SUPPLIED RECORDS START
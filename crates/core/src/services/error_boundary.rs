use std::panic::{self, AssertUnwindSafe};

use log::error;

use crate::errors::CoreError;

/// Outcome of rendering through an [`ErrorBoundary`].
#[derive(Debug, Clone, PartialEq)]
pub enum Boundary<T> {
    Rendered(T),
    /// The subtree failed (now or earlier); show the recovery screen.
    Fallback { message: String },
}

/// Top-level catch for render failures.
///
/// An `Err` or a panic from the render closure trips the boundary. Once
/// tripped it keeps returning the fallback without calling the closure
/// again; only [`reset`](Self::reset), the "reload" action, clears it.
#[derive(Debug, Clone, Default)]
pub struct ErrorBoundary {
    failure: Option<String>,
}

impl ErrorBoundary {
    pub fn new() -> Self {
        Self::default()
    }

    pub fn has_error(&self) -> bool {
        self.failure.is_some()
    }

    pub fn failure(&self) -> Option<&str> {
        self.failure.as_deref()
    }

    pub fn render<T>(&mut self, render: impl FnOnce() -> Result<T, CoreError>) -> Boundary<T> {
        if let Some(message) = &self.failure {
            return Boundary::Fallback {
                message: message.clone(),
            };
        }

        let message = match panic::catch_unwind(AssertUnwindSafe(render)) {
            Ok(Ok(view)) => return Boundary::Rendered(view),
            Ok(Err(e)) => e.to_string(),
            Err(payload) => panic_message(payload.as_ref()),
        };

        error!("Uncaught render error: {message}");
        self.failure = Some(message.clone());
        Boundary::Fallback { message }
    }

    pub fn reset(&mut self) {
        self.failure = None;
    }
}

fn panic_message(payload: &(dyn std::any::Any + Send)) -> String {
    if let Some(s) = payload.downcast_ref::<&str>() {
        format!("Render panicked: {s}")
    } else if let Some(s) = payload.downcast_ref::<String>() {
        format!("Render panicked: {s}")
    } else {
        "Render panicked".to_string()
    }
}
SUPPLIED RECORDS END
> [ABOUT THIS TASK]: With no alteration of any kind, give the data again in full.

> [THE COMPLETED TASK]:
filename crates/core/src/services/error_boundary.rs
use std::panic::{self, AssertUnwindSafe};

use log::error;

use crate::errors::CoreError;

/// Outcome of rendering through an [`ErrorBoundary`].
#[derive(Debug, Clone, PartialEq)]
pub enum Boundary<T> {
    Rendered(T),
    /// The subtree failed (now or earlier); show the recovery screen.
    Fallback { message: String },
}

/// Top-level catch for render failures.
///
/// An `Err` or a panic from the render closure trips the boundary. Once
/// tripped it keeps returning the fallback without calling the closure
/// again; only [`reset`](Self::reset), the "reload" action, clears it.
#[derive(Debug, Clone, Default)]
pub struct ErrorBoundary {
    failure: Option<String>,
}

impl ErrorBoundary {
    pub fn new() -> Self {
        Self::default()
    }

    pub fn has_error(&self) -> bool {
        self.failure.is_some()
    }

    pub fn failure(&self) -> Option<&str> {
        self.failure.as_deref()
    }

    pub fn render<T>(&mut self, render: impl FnOnce() -> Result<T, CoreError>) -> Boundary<T> {
        if let Some(message) = &self.failure {
            return Boundary::Fallback {
                message: message.clone(),
            };
        }

        let message = match panic::catch_unwind(AssertUnwindSafe(render)) {
            Ok(Ok(view)) => return Boundary::Rendered(view),
            Ok(Err(e)) => e.to_string(),
            Err(payload) => panic_message(payload.as_ref()),
        };

        error!("Uncaught render error: {message}");
        self.failure = Some(message.clone());
        Boundary::Fallback { message }
    }

    pub fn reset(&mut self) {
        self.failure = None;
    }
}

fn panic_message(payload: &(dyn std::any::Any + Send)) -> String {
    if let Some(s) = payload.downcast_ref::<&str>() {
        format!("Render panicked: {s}")
    } else if let Some(s) = payload.downcast_ref::<String>() {
        format!("Render panicked: {s}")
    } else {
        "Render panicked".to_string()
    }
}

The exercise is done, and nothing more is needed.